Social networking is one of the tools in another quantum toolbox right now. We thought of blogs, in the beginning, as rather egotistical stabs at Internet stardom, now we understand that they are more of a democratisation of information that goes beyond ego. Setting information free becomes a liberating force, it’s not a collection of people at a party who won’t let anyone else get a word in edgeways, it’s a vast cauldron of information that’s allowing us to take our understanding to it’s next level.

How we use these tools depends a lot on us.

I remember in the early days of the mobile how people tutted in bars as people’s phones disturbed the silence. I once saw a mobile being plonked into a pint of beer as the user was in the toilet when his phone rang and being young I laughed with the rest of the pub. But because of work I needed my own phone, so when I stood on top of a peak in The Lake District and phoned my girlfriend to tell her about the snow around my knees, about the sun striking off of the pure white fells, I understood the power of these new toys. I was free to communicate and it felt great.

I was dismissive about the new app ‘Four Square’ the other day. At the moment it looks gauche, rather childish perhaps, with it’s little graphics of crowns for the kings it will make of local amenities that people frequent. But I can see it changing cities, when people vote in real time with their feet and their Geo locator’s to tell where is good or not, where service is to be appreciated. Business will listen to people rather than people reacting to business.

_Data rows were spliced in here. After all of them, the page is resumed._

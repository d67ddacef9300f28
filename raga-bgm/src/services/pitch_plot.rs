//! Pitch contour plot rendered as SVG
//!
//! The plot carries no text (titles and axis labels live in the HTML or
//! the file name), so no font backend is needed.

use crate::error::{BgmError, BgmResult};
use plotters::prelude::*;
use std::path::Path;

const PLOT_SIZE: (u32, u32) = (900, 320);
const CONTOUR_COLOR: RGBColor = RGBColor(128, 0, 128);

/// Render the pitch trace (index on x, Hz on y) to an SVG document
pub fn render_pitch_plot_svg(pitches: &[f32]) -> BgmResult<String> {
    let plot_err = |e: &dyn std::fmt::Display| BgmError::Plot(e.to_string());

    let x_max = (pitches.len().max(2) - 1) as f32;
    let y_max = pitches.iter().copied().fold(0.0f32, f32::max).max(1.0) * 1.05;

    let mut svg = String::new();
    {
        let root = SVGBackend::with_string(&mut svg, PLOT_SIZE).into_drawing_area();
        root.fill(&WHITE).map_err(|e| plot_err(&e))?;

        let mut chart = ChartBuilder::on(&root)
            .margin(10)
            .build_cartesian_2d(0f32..x_max, 0f32..y_max)
            .map_err(|e| plot_err(&e))?;

        chart
            .draw_series(LineSeries::new(
                pitches.iter().enumerate().map(|(i, &p)| (i as f32, p)),
                &CONTOUR_COLOR,
            ))
            .map_err(|e| plot_err(&e))?;

        root.present().map_err(|e| plot_err(&e))?;
    }

    Ok(svg)
}

/// Render and write the pitch contour plot to `path`
pub fn write_pitch_plot(pitches: &[f32], path: &Path) -> BgmResult<()> {
    let svg = render_pitch_plot_svg(pitches)?;
    std::fs::write(path, svg)?;
    tracing::info!(path = %path.display(), points = pitches.len(), "Pitch plot written");
    Ok(())
}
//! Data model for one pipeline run

pub mod composition;
pub mod features;
pub mod note;
pub mod report;
pub mod waveform;

pub use composition::{CompositionRequest, Mood, DEFAULT_RAGA};
pub use features::AudioFeatures;
pub use note::NoteEvent;
pub use report::{Artifacts, PipelineReport};
pub use waveform::Waveform;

But talking of Business, I read in the a transcript of a talk recently that ‘People are increasingly likely to find out about products and brands from their friends rather than from your business. It means that it is much harder to control how people first come to experience your messages.’ Does this mean that it will be harder and harder for business to lurk, for professionals to enter the Social Networking world unless invited?

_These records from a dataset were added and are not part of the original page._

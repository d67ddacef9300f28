//! Configuration resolution for raga-bgm
//!
//! Gemini API key priority: ENV `RAGA_BGM_GEMINI_API_KEY` → ENV
//! `GEMINI_API_KEY` → TOML `gemini_api_key`. Other settings take the TOML
//! value when present and the compiled default otherwise; the binaries
//! apply their command-line overrides on top.

use raga_common::config::{resolve_setting, CompiledDefaults, LoggingConfig, TomlConfig};
use raga_common::{Error, Result};
use std::path::PathBuf;
use std::time::Duration;

use crate::services::GeminiConfig;

/// Environment variables consulted for the API key, highest priority first
pub const API_KEY_ENV_VARS: [&str; 2] = ["RAGA_BGM_GEMINI_API_KEY", "GEMINI_API_KEY"];

/// Fully resolved runtime configuration
#[derive(Debug, Clone)]
pub struct BgmConfig {
    pub gemini: GeminiConfig,
    /// Root for per-run artifact directories (web service)
    pub output_dir: PathBuf,
    pub port: u16,
    /// Completed web runs kept for download
    pub max_runs: usize,
    pub logging: LoggingConfig,
}

impl BgmConfig {
    /// Resolve from a loaded TOML config plus environment
    ///
    /// Fails when no API key is configured anywhere, before any network
    /// call is attempted.
    pub fn resolve(toml_config: TomlConfig) -> Result<Self> {
        let defaults = CompiledDefaults::default();
        let gemini = gemini_config(&toml_config, &defaults)?;

        Ok(Self {
            gemini,
            output_dir: toml_config.output_dir.clone().unwrap_or(defaults.output_dir),
            port: toml_config.port.unwrap_or(defaults.port),
            max_runs: toml_config.max_runs.unwrap_or(defaults.max_runs),
            logging: toml_config.logging,
        })
    }
}

/// Resolve the Gemini API key from ENV then TOML
pub fn resolve_gemini_api_key(toml_config: &TomlConfig) -> Result<String> {
    resolve_setting(
        "Gemini API key",
        &API_KEY_ENV_VARS,
        toml_config.gemini_api_key.as_deref(),
    )
    .map(|setting| setting.value)
    .ok_or_else(|| {
        Error::Config(
            "Gemini API key not configured. Please configure using one of:\n\
             1. Environment: RAGA_BGM_GEMINI_API_KEY=your-key-here (or GEMINI_API_KEY)\n\
             2. TOML config: ~/.config/raga-bgm/config.toml (gemini_api_key = \"your-key\")"
                .to_string(),
        )
    })
}

fn gemini_config(toml_config: &TomlConfig, defaults: &CompiledDefaults) -> Result<GeminiConfig> {
    Ok(GeminiConfig {
        api_key: resolve_gemini_api_key(toml_config)?,
        model: toml_config
            .gemini_model
            .clone()
            .unwrap_or_else(|| defaults.gemini_model.clone()),
        base_url: toml_config
            .gemini_base_url
            .clone()
            .unwrap_or_else(|| defaults.gemini_base_url.clone()),
        timeout: Duration::from_secs(
            toml_config
                .request_timeout_secs
                .unwrap_or(defaults.request_timeout_secs),
        ),
    })
}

I get an inkling that business itself will go through a transformation, it will stop being such a rude word because the line between business and pleasure will become blurred.

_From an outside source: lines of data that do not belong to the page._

//! Vision and target selection module
//!
//! Turns captured frames into a single pixel to click: color matching,
//! blob segmentation, exclusion-marker filtering and centre-weighted
//! sampling. Frames come from an external capture collaborator; nothing here
//! touches the screen.

pub mod blob;
pub mod color;
pub mod frame;
pub mod selection;

pub use blob::{BlobSegmenter, Connectivity, LabelMap, Segmentation};
pub use color::{ChannelThreshold, Color, PixelPredicate, ToleranceMatch};
pub use frame::PixelMask;
pub use selection::{
    select_random_pixel, select_target, SelectionMethod, SelectionParams, SelectionReport,
    TargetSelector,
};

/// Vision system errors
#[derive(Debug, thiserror::Error)]
pub enum VisionError {
    #[error("Invalid color format: {0:?}")]
    InvalidColorFormat(String),
    #[error("Invalid frame data")]
    InvalidFrameData,
    #[error("Invalid downsample factor: {0}")]
    InvalidDownsampleFactor(u32),
}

I, as do many people now, make my living working on the Internet. I don’t really see my work time as being so different to my play time because they overlap. I have friends that inhabit the same forums that I meet business associates on, I see my work as something that allows me freedom of movement not something that ties me down. I have a very different experience to my former self that used to enjoy the feeling of freedom after telling some anal retentive boss where they could keep their executive toys. It’s the ability to network, to transcend locality and the prejudice of misinformation that is setting us free.

So if you are one of those people that’s finding it hard to fathom why people have Facebook on 24/7 and twitter whilst queuing for a bagel, have a little faith, we’ll be on the moon before you can blink.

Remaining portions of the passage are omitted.